If the input x is a column vector then return a column vector; Otherwise, return a row vector. x may also be a cell array of strings.

If the optional argument `"rows"` is given then return the unique rows of x. The input must be a 2-D numeric matrix to use this option.

The optional argument `"sorted"`/`"stable"` controls the order in which unique values appear in the output. The default is `"sorted"` and values in the output are placed in ascending order. The alternative `"stable"` preserves the order found in the input x.

If requested, return column index vectors i and j such that `y = x(i)` and `x = y(j)`.

Additionally, if i is a requested output then one of the flags `"first"` or `"last"` may be given. If `"last"` is specified, return the highest possible indices in i, otherwise, if `"first"` is specified, return the lowest. The default is `"first"`.

Example 1 : sort order

```unique ([3, 1, 1, 2])
⇒ [1, 2, 3]
unique ([3, 1, 1, 2], "stable")
⇒ [3, 1, 2]
```

Example 2 : index selection

```[~, i] = unique ([3, 1, 1, 2], "first")
⇒ i = [2; 4; 1]
[~, i] = unique ([3, 1, 1, 2], "last")
⇒ i = [3; 4; 1]
```

Programming Notes: The input flag `"legacy"` changes the algorithm to be compatible with MATLAB releases prior to R2012b. Specifically, The index ordering flag is changed to `"last"`, and the shape of the outputs i, j will follow the shape of the input x rather than always being column vectors.

The third output, j, has not been implemented yet when the sort order is `"stable"`.

: c = uniquetol (A)
: c = uniquetol (A, tol)
: c = uniquetol (…, property, value)
: [c, ia, ic] = uniquetol (…)

Return the unique elements of A within tolerance tol.

Two values, x and y, are within relative tolerance if `abs (x - y) <= tol * max (abs (A(:)))`.

The input A must be a real (non-complex) floating point type (double or single).

If tol is unspecified, the default tolerance is 1e-12 for double precision input or 1e-6 for single precision input.

The function may also be called with the following optional property/value pairs.

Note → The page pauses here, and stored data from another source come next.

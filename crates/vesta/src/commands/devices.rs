//! `vesta devices`: enrolled devices from the latest inventory poll.

use tabled::Tabled;

use vesta_core::DeviceRecord;

use crate::cli::{DevicesArgs, GlobalOpts};
use crate::error::CliError;
use crate::output;

use super::{Session, util};

// ── Table row ───────────────────────────────────────────────────────

#[derive(Tabled)]
struct DeviceRow {
    #[tabled(rename = "ID")]
    id: String,
    #[tabled(rename = "Name")]
    name: String,
    #[tabled(rename = "Type")]
    kind: String,
    #[tabled(rename = "Zone")]
    zone: String,
    #[tabled(rename = "Status")]
    status: String,
    #[tabled(rename = "Battery")]
    battery: String,
    #[tabled(rename = "Tamper")]
    tamper: String,
}

impl From<&DeviceRecord> for DeviceRow {
    fn from(d: &DeviceRecord) -> Self {
        Self {
            id: d.id.to_string(),
            name: d.name.clone(),
            kind: d.kind.to_string(),
            zone: d.zone.map(|z| z.to_string()).unwrap_or_default(),
            status: d.raw_status.clone(),
            battery: if d.battery_low { "low" } else { "ok" }.into(),
            tamper: if d.tamper_ok { "ok" } else { "open" }.into(),
        }
    }
}

fn detail(d: &DeviceRecord) -> String {
    [
        format!("ID:        {}", d.id),
        format!("Name:      {}", if d.name.is_empty() { "-" } else { &d.name }),
        format!("Type:      {}", d.kind),
        format!(
            "Zone:      {}",
            d.zone.map_or_else(|| "-".into(), |z| z.to_string())
        ),
        format!(
            "Area:      {}",
            d.area.map_or_else(|| "-".into(), |a| a.to_string())
        ),
        format!("Status:    {} (triggered: {})", d.raw_status, d.triggered),
        format!("Battery:   {}", if d.battery_low { "low" } else { "ok" }),
        format!("Tamper:    {}", if d.tamper_ok { "ok" } else { "open" }),
        format!("RSSI:      {}", d.rssi.as_deref().unwrap_or("-")),
        format!("Last seen: {}", util::local_time(Some(d.last_seen), "")),
    ]
    .join("\n")
}

pub async fn handle(session: &Session, args: DevicesArgs, global: &GlobalOpts) -> Result<(), CliError> {
    let snap = util::poll_once(&session.coordinator, &session.profile).await?;
    if !snap.freshness.inventory.is_fresh() {
        tracing::warn!(freshness = ?snap.freshness.inventory, "device list is not fresh");
    }

    if let Some(id) = args.id {
        let device = snap.device(&id).ok_or_else(|| CliError::NotFound {
            resource_type: "device".into(),
            identifier: id.clone(),
            list_command: "devices".into(),
        })?;
        let out = output::render_single(global.output, device, detail, |d| d.id.to_string())?;
        output::print_output(&out, global.quiet);
        return Ok(());
    }

    let devices: Vec<DeviceRecord> = snap
        .devices
        .values()
        .filter(|d| !args.triggered || d.triggered)
        .cloned()
        .collect();
    let out = output::render_list(global.output, &devices, |d| DeviceRow::from(d), |d| {
        d.id.to_string()
    })?;
    output::print_output(&out, global.quiet);
    Ok(())
}
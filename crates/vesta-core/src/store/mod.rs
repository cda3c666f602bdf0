// ── Snapshot state ──
//
// Bounded event windows, snapshot diffing, and the published snapshot
// itself.

mod diff;
mod snapshot_store;
mod window;

pub use diff::diff;
pub use snapshot_store::SnapshotStore;
pub use window::{EventWindows, merge, merge_batch};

Property/value pairs must be passed after other input arguments:

`"ByRows"` (default: `false`)

When true, return the unique rows of A. A must be a 2-D array to use this option. For rows, the criteria for uniqueness is changed to `all (abs (x - y) <= tol*max (abs (A),[],1))` which compares each column component of a row against a column-specific tolerance.

`"DataScale"`

The tolerance test is changed to `abs (x - y) <= tol*DS` where DS is a scalar unless the property `"ByRows"` is true. In that case, DS can either be a scalar or a vector with a length equal to the number of columns in A. Using a value of `1.0` for DS will change the tolerance from a relative one to an absolute tolerance. Using a value of `Inf` will disable testing.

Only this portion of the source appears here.